One of the conditions of acceptance of liability from the hospital was to see Mr Paes a top vascular consultant. I was pleased to see him, to be given the opportunity to see a top consultant in this field filled me with hope, I thought if I was able to see the best he would be able to give me the answers I wanted to hear, to tell me what the cure was, what I could do, what others could do to make all this go away and for me to go back to living the normal life that I did before without any restrictions. I didn't get that. He was very frank with me, and he was able to fully explain what my condition was and for that I was grateful to have the time to ask questions and to be given the truth. He told me my condition is permanent and that I should stop searching for cures. He told me as the damage was in a deep vein that there was nothing that they could do. He told of research in europe where surgeons tried to fix a damaged valve, only to cause a further DVT, and we know the potentially life threatening complications that can come with that. He told me that it was like an incurable cancer and I needed to learn to live with it and not let it get me down.  All very sane, frank advice, but all a bit much to take in and on board.

Those of you reading this who know me, know that I do not dwell on things and no matter what knocks I have had I have always tried to get back up. I had been trying  so hard previously to be positive I was not accepting that this was is, when people asked me how my leg was I'd always reply that things were getting better, if anything to alleviate their discomfort of the situation. But I couldn't run away from it anymore, here was a man who has spent years researching into venus thrombosis conditions telling me that there is no hope.

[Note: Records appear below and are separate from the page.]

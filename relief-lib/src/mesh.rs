// This Source Code Form is subject to the terms of the Mozilla Public
// License, v. 2.0. If a copy of the MPL was not distributed with this
// file, You can obtain one at http://mozilla.org/MPL/2.0/.

//! Mesh intake: load, orient, and bring the object into meter units.

use nalgebra::{Matrix3, Point3, Rotation3, Vector3};
use std::fs::File;
use std::io::{Read, Seek};
use std::path::Path;

#[cfg(feature = "serde")]
use serde::Deserialize;

use crate::error::{ReliefError, Result};
use crate::geometry::BoundingBox;

/// Boxes larger than this are assumed to be authored in millimeters.
pub const MILLIMETER_THRESHOLD: f64 = 3.0;

/// Orientation directive applied to a mesh before any placement math.
///
/// The rotation (XYZ Euler angles, degrees) is applied first,
/// then the mirroring along the flagged axes.
#[derive(Debug, Clone, Copy, Default, PartialEq)]
#[cfg_attr(feature = "serde", derive(Deserialize))]
#[cfg_attr(feature = "serde", serde(default))]
pub struct Orientation {
    pub rotation_deg: [f64; 3],
    pub mirror: [bool; 3],
}

impl Orientation {
    pub fn rotation(&self) -> Rotation3<f64> {
        let [x, y, z] = self.rotation_deg;
        Rotation3::from_axis_angle(&Vector3::x_axis(), x.to_radians())
            * Rotation3::from_axis_angle(&Vector3::y_axis(), y.to_radians())
            * Rotation3::from_axis_angle(&Vector3::z_axis(), z.to_radians())
    }

    /// Single composed transform `mirror * rotation`.
    pub fn matrix(&self) -> Matrix3<f64> {
        let flip = |m: bool| if m { -1.0 } else { 1.0 };
        let [mx, my, mz] = self.mirror;
        let mirror = Matrix3::from_diagonal(&Vector3::new(flip(mx), flip(my), flip(mz)));
        mirror * self.rotation().matrix()
    }

    /// An odd number of mirrored axes turns the triangles inside out.
    pub fn flips_winding(&self) -> bool {
        self.mirror.iter().filter(|&&m| m).count() % 2 == 1
    }
}

/// Uniform scale bringing a mesh into meters.
pub fn auto_scale(bbox: &BoundingBox) -> f64 {
    if bbox.max_dimension() > MILLIMETER_THRESHOLD {
        0.001
    } else {
        1.0
    }
}

/// Triangle mesh ready for placement, in post-scale units.
#[derive(Debug, Clone)]
pub struct MeshAsset {
    pub vertices: Vec<Point3<f64>>,
    pub triangles: Vec<[usize; 3]>,
    pub bbox: BoundingBox,
    /// Scale that was applied by [`auto_scale`].
    pub scale: f64,
}

impl MeshAsset {
    /// Orient and scale raw triangles.
    /// Degenerate and out of range triangles are dropped.
    pub fn from_triangles(
        vertices: Vec<Point3<f64>>,
        triangles: Vec<[usize; 3]>,
        orientation: &Orientation,
    ) -> Result<Self> {
        let nb_vertices = vertices.len();
        let flip = orientation.flips_winding();
        let triangles: Vec<[usize; 3]> = triangles
            .into_iter()
            .filter(|&[a, b, c]| {
                a < nb_vertices && b < nb_vertices && c < nb_vertices && a != b && b != c && a != c
            })
            .map(|[a, b, c]| if flip { [a, c, b] } else { [a, b, c] })
            .collect();
        if triangles.is_empty() {
            return Err(ReliefError::EmptyMesh);
        }

        let transform = orientation.matrix();
        let mut vertices: Vec<Point3<f64>> = vertices
            .iter()
            .map(|p| Point3::from(transform * p.coords))
            .collect();
        let raw_bbox = BoundingBox::from_points(&vertices).ok_or(ReliefError::EmptyMesh)?;
        let scale = auto_scale(&raw_bbox);
        if scale != 1.0 {
            log::info!(
                "Mesh spans {:.1} units, assuming millimeters (scale {})",
                raw_bbox.max_dimension(),
                scale
            );
            vertices
                .iter_mut()
                .for_each(|p| *p = Point3::from(p.coords * scale));
        }
        let bbox = raw_bbox.scaled(scale);
        log::info!(
            "Mesh loaded: {} vertices, {} triangles, size {:.4} x {:.4} x {:.4}",
            vertices.len(),
            triangles.len(),
            bbox.size().x,
            bbox.size().y,
            bbox.size().z
        );
        Ok(Self {
            vertices,
            triangles,
            bbox,
            scale,
        })
    }
}

/// Read a binary or ASCII STL mesh.
pub fn read_stl<R: Read + Seek>(reader: &mut R, orientation: &Orientation) -> Result<MeshAsset> {
    let stl = stl_io::read_stl(reader).map_err(ReliefError::mesh_in_memory)?;
    from_indexed_mesh(stl, orientation)
}

/// Load a binary or ASCII STL file.
pub fn load_stl<P: AsRef<Path>>(path: P, orientation: &Orientation) -> Result<MeshAsset> {
    let path = path.as_ref();
    let load_error = |e: std::io::Error| ReliefError::MeshLoad {
        path: path.to_path_buf(),
        message: e.to_string(),
    };
    let mut file = File::open(path).map_err(load_error)?;
    let stl = stl_io::read_stl(&mut file).map_err(load_error)?;
    from_indexed_mesh(stl, orientation)
}

fn from_indexed_mesh(stl: stl_io::IndexedMesh, orientation: &Orientation) -> Result<MeshAsset> {
    let vertices = stl
        .vertices
        .iter()
        .map(|v| Point3::new(v[0] as f64, v[1] as f64, v[2] as f64))
        .collect();
    let triangles = stl.faces.iter().map(|f| f.vertices).collect();
    MeshAsset::from_triangles(vertices, triangles, orientation)
}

Now don't get me wrong I am okay, and I am not trying to seem over dramatic here as generally I know I can lead a pretty normal life, but I felt his words take the wind out of my sails and a need to really take in and accept what had been said, my mask of false hope was removed, this was it.

What I think I have found most difficult is the feeling that I am carrying around a ticking bomb. I have Post Thrombotic Syndrome, I have two genetic blood clotting disorders that make me more prone to clotting, I have had DVT and Multiple PE's. My leg swells up if I stand or sit for too long and if I don't do something to stop that swelling to drain that blood I am at risk of clotting again. I wondered is this what I'm going to die of? Will I eventually have a careless day where this just takes over.  I expect we all have things happening in our body that if we don't take care could kill us but is knowing and feeling it a good thing?

The reaction of others can be tough too. "Will you always have to keep you leg elevated?", "Oh thats awful but it will go away right?" "I don't believe thats true things will get better."
I think sometimes it is because people don't know what to say or they don't want to believe it and I feel like I need to say it is all going to go away to save them but it won't.  

If I have learnt anything this last year it is that to truly be able to move on we must have acceptance. Maybe one day in my life time something will be able to be done, but for now I need to accept that this is my life. That I am unable to travel too long on a train, to sit in a cinema without taking a stool, to stand for long than a couple of minutes, to work in an office, in a shop, in a restaurant, to sit at dinner without having my leg up. That when I get married I may need to have a stool so I can put my leg up while I say my vows (it'll certainly be memorable!) But having said that I am still here, I could have not been and there is so much that I CAN do.

My next stage with Thrombosis Support is writing to two local hospitals and my MP to get the support groups set up.  I am lucky that I have an amazing man who I can speak to about all these thoughts, a therapist and a great group of peers at college (I'm training to be a therapist).  But so many people don't have that. When I went in to have knee surgery I was a healthy independent young woman with a bit of a gamy leg. Fast forward two and a bit years and everything has changed. I needed that support group, I still need it. I have good days and bad, living with a chronic illness can be debilitating, and from the stories so many of you have shared Thrombosis can have such a huge impact on life, it can take it away mercilessly and fast with no explanation leaving grief stricken loved ones. We all have times when we need support and I want to be able to provide that.